▸ Stored data entries
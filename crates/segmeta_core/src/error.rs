//! Error types for catalog operations.

use segmeta_kv::KvError;
use thiserror::Error;

use crate::types::SegmentIdent;

/// Result type for catalog operations.
pub type CatalogResult<T> = Result<T, CatalogError>;

/// Errors that can occur in catalog operations.
#[derive(Debug, Error)]
pub enum CatalogError {
    /// The underlying store failed.
    #[error("store error: {0}")]
    Kv(#[from] KvError),

    /// A record could not be encoded or decoded.
    #[error("codec error: {0}")]
    Codec(#[from] segmeta_codec::CodecError),

    /// A log entry path is neither compact nor a well-formed explicit path.
    #[error("invalid log path: {path:?}")]
    InvalidLogPath {
        /// The offending path.
        path: String,
    },

    /// A stored key does not parse as a catalog key.
    #[error("invalid catalog key: {key}")]
    InvalidKey {
        /// The offending key.
        key: String,
    },

    /// The requested segment has no header record.
    #[error("segment not found: {ident}")]
    SegmentNotFound {
        /// Identity of the missing segment.
        ident: SegmentIdent,
    },

    /// A multi-transaction commit failed after some transactions landed.
    ///
    /// The first `committed` transactions stay applied.
    #[error("commit failed after {committed} of {total} transactions: {source}")]
    PartialCommit {
        /// Transactions applied before the failure.
        committed: usize,
        /// Transactions the commit was split into.
        total: usize,
        /// The store error that stopped the commit.
        #[source]
        source: KvError,
    },

    /// The catalog configuration is unusable.
    #[error("invalid configuration: {message}")]
    InvalidConfig {
        /// Description of the problem.
        message: String,
    },
}

impl CatalogError {
    /// Creates an invalid log path error.
    pub fn invalid_log_path(path: impl Into<String>) -> Self {
        Self::InvalidLogPath { path: path.into() }
    }

    /// Creates an invalid key error.
    pub fn invalid_key(key: impl Into<String>) -> Self {
        Self::InvalidKey { key: key.into() }
    }

    /// Creates an invalid configuration error.
    pub fn invalid_config(message: impl Into<String>) -> Self {
        Self::InvalidConfig {
            message: message.into(),
        }
    }
}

▸ EXERCISE
Word for word, repeat the data from its first line through the line with "the missing segment.", including both of those lines and no others.

▸ SOLUTION FOR THIS TASK
filename crates/segmeta_core/src/error.rs
//! Error types for catalog operations.

use segmeta_kv::KvError;
use thiserror::Error;

use crate::types::SegmentIdent;

/// Result type for catalog operations.
pub type CatalogResult<T> = Result<T, CatalogError>;

/// Errors that can occur in catalog operations.
#[derive(Debug, Error)]
pub enum CatalogError {
    /// The underlying store failed.
    #[error("store error: {0}")]
    Kv(#[from] KvError),

    /// A record could not be encoded or decoded.
    #[error("codec error: {0}")]
    Codec(#[from] segmeta_codec::CodecError),

    /// A log entry path is neither compact nor a well-formed explicit path.
    #[error("invalid log path: {path:?}")]
    InvalidLogPath {
        /// The offending path.
        path: String,
    },

    /// A stored key does not parse as a catalog key.
    #[error("invalid catalog key: {key}")]
    InvalidKey {
        /// The offending key.
        key: String,
    },

    /// The requested segment has no header record.
    #[error("segment not found: {ident}")]
    SegmentNotFound {
        /// Identity of the missing segment.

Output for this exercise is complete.